* [RECORDS SUPPLIED]

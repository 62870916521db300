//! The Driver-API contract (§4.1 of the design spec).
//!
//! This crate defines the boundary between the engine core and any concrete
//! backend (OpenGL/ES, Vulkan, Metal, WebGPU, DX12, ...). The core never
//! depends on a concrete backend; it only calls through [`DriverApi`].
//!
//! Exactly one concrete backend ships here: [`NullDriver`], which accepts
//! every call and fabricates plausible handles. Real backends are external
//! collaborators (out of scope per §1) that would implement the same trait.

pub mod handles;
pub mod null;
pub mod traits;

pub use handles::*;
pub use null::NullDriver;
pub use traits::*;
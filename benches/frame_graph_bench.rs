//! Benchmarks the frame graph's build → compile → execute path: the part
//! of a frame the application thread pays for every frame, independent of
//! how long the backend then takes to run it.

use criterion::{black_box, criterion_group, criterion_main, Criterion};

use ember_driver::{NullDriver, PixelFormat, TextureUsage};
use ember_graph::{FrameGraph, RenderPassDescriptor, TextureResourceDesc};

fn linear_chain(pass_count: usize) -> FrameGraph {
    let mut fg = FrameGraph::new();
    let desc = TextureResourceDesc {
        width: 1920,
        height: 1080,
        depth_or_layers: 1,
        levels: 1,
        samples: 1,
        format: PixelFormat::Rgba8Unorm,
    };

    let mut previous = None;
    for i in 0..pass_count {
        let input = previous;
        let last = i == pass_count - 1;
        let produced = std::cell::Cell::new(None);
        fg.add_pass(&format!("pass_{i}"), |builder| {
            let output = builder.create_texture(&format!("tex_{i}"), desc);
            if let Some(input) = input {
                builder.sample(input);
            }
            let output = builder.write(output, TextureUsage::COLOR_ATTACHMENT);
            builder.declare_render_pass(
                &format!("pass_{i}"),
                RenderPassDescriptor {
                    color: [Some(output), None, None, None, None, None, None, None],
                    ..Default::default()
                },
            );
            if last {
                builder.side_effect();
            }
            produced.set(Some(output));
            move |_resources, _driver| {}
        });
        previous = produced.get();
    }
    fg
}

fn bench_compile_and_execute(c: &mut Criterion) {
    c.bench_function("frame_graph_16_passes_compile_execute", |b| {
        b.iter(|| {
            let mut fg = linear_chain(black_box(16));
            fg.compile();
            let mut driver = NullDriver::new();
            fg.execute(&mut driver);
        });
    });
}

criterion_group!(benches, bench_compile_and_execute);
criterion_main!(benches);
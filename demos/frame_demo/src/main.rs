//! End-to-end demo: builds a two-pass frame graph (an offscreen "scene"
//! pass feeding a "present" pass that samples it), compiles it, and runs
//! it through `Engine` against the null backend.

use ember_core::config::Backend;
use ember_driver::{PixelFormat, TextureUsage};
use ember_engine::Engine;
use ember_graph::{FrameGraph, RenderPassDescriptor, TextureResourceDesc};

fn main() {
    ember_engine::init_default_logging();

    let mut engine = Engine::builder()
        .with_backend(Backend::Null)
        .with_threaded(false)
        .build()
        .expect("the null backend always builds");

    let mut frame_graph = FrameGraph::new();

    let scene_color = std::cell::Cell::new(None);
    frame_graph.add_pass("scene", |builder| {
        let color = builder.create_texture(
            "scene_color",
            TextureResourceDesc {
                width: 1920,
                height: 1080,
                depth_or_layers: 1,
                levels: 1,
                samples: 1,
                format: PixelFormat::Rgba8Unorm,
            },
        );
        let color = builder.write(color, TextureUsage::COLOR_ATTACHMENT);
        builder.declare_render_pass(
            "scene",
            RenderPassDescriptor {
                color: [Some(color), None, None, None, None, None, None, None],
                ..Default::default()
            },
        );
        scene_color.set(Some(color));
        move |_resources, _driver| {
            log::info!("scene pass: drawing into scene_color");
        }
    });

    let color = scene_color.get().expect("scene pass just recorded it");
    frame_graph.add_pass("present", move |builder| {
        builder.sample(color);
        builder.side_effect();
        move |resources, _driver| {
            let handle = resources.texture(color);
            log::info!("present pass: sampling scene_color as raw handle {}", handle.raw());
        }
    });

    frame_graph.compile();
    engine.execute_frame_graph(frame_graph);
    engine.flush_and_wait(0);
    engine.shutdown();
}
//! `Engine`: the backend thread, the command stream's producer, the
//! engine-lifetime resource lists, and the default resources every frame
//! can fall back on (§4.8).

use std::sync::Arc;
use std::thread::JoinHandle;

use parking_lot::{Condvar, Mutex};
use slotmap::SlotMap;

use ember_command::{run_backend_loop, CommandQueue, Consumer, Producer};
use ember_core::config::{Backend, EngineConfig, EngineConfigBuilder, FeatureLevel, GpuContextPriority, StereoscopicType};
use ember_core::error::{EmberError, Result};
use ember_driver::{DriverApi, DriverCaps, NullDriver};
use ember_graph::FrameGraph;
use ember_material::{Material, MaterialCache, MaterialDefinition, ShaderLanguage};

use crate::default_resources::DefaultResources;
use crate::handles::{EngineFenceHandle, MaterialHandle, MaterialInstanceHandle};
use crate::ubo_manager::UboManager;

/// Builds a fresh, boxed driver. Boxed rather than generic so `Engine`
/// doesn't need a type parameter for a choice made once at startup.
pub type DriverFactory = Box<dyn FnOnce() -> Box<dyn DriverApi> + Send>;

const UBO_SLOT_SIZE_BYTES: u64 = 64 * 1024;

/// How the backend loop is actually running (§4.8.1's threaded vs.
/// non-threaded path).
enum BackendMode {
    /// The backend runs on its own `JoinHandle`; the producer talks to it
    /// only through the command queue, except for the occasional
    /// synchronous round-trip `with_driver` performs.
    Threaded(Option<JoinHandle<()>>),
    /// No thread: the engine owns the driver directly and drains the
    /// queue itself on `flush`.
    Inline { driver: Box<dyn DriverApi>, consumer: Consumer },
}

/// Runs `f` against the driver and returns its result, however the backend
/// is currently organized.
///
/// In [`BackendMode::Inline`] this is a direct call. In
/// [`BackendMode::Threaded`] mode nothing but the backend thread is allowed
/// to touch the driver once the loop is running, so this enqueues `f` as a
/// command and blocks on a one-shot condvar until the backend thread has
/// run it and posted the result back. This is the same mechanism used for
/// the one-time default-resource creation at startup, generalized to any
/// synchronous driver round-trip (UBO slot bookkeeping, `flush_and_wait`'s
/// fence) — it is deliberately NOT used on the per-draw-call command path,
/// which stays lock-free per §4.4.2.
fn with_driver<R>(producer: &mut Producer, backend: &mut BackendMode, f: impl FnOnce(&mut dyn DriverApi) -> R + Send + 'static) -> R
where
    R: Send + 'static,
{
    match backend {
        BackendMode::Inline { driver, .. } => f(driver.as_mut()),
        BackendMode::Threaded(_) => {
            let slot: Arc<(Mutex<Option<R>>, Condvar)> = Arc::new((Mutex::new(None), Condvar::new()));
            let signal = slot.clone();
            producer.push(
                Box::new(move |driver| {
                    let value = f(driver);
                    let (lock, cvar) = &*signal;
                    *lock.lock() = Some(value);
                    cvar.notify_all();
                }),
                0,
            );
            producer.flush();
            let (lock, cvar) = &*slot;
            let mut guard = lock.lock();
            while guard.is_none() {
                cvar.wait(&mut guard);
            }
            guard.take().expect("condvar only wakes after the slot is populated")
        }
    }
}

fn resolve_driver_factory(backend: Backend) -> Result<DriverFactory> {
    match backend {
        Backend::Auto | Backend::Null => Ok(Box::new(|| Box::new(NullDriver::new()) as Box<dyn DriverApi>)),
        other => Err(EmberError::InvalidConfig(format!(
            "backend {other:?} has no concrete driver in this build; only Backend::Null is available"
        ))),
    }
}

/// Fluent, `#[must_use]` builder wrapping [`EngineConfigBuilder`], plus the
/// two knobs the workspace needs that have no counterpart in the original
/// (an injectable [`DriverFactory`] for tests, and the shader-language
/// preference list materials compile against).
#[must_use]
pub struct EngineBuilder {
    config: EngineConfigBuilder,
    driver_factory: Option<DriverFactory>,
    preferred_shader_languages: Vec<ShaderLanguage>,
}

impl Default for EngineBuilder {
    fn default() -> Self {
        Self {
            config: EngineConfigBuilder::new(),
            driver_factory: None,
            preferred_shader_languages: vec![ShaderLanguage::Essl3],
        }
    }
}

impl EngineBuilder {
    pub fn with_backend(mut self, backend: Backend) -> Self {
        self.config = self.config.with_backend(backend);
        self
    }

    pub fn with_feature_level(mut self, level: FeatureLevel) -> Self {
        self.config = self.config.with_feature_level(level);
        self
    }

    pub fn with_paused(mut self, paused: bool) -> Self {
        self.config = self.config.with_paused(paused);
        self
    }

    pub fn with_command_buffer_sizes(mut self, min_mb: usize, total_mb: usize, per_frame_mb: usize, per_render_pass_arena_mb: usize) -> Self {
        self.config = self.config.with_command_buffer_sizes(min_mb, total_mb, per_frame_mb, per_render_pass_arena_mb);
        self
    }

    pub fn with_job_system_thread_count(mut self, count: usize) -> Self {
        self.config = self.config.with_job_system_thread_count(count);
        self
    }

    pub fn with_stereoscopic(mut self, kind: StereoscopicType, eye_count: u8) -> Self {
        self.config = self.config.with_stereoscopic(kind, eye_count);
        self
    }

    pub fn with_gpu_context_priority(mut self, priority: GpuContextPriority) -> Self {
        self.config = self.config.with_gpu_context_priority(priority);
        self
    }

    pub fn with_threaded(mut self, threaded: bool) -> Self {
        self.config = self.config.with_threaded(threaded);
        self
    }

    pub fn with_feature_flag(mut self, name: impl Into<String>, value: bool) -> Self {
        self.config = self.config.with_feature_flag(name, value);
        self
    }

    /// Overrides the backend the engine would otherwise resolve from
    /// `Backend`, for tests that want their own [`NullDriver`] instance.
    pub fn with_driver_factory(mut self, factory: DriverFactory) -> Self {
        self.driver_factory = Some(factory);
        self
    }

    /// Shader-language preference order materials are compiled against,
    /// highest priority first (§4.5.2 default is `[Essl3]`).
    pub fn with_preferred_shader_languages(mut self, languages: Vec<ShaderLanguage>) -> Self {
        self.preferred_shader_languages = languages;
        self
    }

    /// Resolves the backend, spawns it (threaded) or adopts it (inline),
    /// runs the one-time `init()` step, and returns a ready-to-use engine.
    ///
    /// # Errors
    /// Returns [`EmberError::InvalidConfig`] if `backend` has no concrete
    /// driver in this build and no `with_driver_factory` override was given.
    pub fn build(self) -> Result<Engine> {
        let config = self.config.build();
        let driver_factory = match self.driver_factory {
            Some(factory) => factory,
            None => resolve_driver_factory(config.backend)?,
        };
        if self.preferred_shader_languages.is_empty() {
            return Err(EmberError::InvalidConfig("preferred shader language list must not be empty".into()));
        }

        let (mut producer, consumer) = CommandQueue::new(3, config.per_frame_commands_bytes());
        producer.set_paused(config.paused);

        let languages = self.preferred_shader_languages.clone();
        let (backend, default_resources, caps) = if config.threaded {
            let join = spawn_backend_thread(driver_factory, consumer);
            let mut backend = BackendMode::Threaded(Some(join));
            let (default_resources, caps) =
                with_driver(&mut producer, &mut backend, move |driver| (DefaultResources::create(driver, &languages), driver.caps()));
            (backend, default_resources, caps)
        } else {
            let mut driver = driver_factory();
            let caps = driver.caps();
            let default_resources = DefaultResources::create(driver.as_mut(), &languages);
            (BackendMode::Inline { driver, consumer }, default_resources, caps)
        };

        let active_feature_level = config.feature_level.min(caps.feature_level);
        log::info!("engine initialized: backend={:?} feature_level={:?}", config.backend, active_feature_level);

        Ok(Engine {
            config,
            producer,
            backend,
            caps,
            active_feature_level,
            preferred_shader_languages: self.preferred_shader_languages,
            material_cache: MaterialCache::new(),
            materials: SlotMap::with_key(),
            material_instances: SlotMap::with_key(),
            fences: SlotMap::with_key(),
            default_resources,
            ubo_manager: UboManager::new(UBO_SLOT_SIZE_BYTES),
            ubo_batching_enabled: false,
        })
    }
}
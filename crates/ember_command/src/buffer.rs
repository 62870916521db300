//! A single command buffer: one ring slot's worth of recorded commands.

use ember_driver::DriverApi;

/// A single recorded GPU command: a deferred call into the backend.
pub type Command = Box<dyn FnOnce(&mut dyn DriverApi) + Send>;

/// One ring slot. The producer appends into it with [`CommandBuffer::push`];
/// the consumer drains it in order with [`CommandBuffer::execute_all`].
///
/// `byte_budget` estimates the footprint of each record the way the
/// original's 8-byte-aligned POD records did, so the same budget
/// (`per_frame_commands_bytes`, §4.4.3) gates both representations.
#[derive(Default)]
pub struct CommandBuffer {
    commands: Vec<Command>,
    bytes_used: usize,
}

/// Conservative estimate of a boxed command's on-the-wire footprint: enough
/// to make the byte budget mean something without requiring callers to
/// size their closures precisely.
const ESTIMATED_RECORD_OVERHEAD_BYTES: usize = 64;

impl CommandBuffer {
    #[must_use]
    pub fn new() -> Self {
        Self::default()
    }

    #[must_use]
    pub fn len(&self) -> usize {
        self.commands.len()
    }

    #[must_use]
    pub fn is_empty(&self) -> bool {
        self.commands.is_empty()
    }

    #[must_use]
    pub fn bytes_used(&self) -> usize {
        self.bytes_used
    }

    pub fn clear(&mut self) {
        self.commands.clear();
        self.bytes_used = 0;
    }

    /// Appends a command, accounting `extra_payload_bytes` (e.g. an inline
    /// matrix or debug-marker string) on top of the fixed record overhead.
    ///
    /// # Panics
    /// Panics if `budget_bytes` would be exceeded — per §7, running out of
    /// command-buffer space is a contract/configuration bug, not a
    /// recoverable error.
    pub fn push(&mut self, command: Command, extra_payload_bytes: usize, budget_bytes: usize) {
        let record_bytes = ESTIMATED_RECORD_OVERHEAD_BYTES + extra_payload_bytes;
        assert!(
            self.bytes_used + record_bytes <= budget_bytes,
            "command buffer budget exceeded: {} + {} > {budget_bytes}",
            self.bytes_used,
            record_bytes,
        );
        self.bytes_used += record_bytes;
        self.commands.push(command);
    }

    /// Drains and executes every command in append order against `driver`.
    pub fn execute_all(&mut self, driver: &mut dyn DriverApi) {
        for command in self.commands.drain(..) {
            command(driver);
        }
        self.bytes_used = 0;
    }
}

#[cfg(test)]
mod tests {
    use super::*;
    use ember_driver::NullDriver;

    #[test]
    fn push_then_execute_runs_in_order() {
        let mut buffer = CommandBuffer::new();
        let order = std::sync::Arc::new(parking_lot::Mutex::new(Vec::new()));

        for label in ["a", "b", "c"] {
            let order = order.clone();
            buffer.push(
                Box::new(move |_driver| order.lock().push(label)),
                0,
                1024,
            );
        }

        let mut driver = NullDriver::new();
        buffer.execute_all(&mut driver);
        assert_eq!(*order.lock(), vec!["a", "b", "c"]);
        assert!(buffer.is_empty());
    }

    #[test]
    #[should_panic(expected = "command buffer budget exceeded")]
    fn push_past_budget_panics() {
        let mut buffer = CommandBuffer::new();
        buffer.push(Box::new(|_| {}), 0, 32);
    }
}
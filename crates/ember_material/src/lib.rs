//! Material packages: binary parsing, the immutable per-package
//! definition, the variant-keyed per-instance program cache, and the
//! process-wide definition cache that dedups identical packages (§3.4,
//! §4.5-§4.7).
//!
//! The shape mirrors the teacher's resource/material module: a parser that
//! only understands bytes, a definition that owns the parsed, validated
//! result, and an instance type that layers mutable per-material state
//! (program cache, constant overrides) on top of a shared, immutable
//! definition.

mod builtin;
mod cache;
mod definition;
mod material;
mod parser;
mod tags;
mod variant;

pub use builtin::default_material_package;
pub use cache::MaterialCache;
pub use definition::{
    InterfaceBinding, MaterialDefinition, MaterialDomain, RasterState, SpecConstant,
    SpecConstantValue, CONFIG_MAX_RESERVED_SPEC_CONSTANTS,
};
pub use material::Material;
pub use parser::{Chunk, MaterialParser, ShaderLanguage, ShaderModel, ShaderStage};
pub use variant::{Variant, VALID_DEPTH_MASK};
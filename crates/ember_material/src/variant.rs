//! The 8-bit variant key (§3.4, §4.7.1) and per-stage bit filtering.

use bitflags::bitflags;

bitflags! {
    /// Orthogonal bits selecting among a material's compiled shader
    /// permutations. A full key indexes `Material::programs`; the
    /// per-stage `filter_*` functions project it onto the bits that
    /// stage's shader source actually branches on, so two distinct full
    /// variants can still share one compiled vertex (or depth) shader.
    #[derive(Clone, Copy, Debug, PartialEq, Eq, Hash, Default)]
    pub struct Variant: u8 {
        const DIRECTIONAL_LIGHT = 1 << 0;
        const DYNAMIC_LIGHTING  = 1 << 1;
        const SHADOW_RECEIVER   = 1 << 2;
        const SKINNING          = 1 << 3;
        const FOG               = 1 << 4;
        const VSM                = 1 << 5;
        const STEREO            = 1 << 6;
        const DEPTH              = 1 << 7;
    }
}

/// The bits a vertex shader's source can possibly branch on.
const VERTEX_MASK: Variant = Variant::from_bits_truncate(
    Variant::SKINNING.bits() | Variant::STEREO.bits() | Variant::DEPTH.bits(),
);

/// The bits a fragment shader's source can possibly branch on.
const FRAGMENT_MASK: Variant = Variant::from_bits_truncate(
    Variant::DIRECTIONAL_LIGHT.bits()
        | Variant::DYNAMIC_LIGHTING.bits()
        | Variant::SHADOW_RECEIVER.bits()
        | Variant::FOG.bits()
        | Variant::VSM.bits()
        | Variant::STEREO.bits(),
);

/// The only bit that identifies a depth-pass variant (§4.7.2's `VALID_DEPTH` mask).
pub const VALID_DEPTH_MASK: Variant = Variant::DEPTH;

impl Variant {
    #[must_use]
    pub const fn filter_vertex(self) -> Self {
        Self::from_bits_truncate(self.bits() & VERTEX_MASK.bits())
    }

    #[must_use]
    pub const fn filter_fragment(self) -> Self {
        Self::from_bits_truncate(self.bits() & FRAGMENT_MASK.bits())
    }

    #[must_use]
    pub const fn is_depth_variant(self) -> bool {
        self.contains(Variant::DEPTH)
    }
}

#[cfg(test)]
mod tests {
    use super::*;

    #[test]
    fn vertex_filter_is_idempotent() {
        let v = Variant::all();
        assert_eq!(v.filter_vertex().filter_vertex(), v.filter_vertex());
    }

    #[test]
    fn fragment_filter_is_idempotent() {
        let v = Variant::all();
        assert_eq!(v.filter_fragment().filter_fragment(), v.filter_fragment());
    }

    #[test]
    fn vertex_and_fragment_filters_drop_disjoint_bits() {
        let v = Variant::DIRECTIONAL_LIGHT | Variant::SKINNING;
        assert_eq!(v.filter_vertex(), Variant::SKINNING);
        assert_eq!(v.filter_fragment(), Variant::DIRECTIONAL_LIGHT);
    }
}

* [PROBLEM DETAILS] Quote the records above exactly, from the first line through the line containing "backends are external", and nothing more.

* [WRITTEN SOLUTION]
repository 62870916521db300
//! The Driver-API contract (§4.1 of the design spec).
//!
//! This crate defines the boundary between the engine core and any concrete
//! backend (OpenGL/ES, Vulkan, Metal, WebGPU, DX12, ...). The core never
//! depends on a concrete backend; it only calls through [`DriverApi`].
//!
//! Exactly one concrete backend ships here: [`NullDriver`], which accepts
//! every call and fabricates plausible handles. Real backends are external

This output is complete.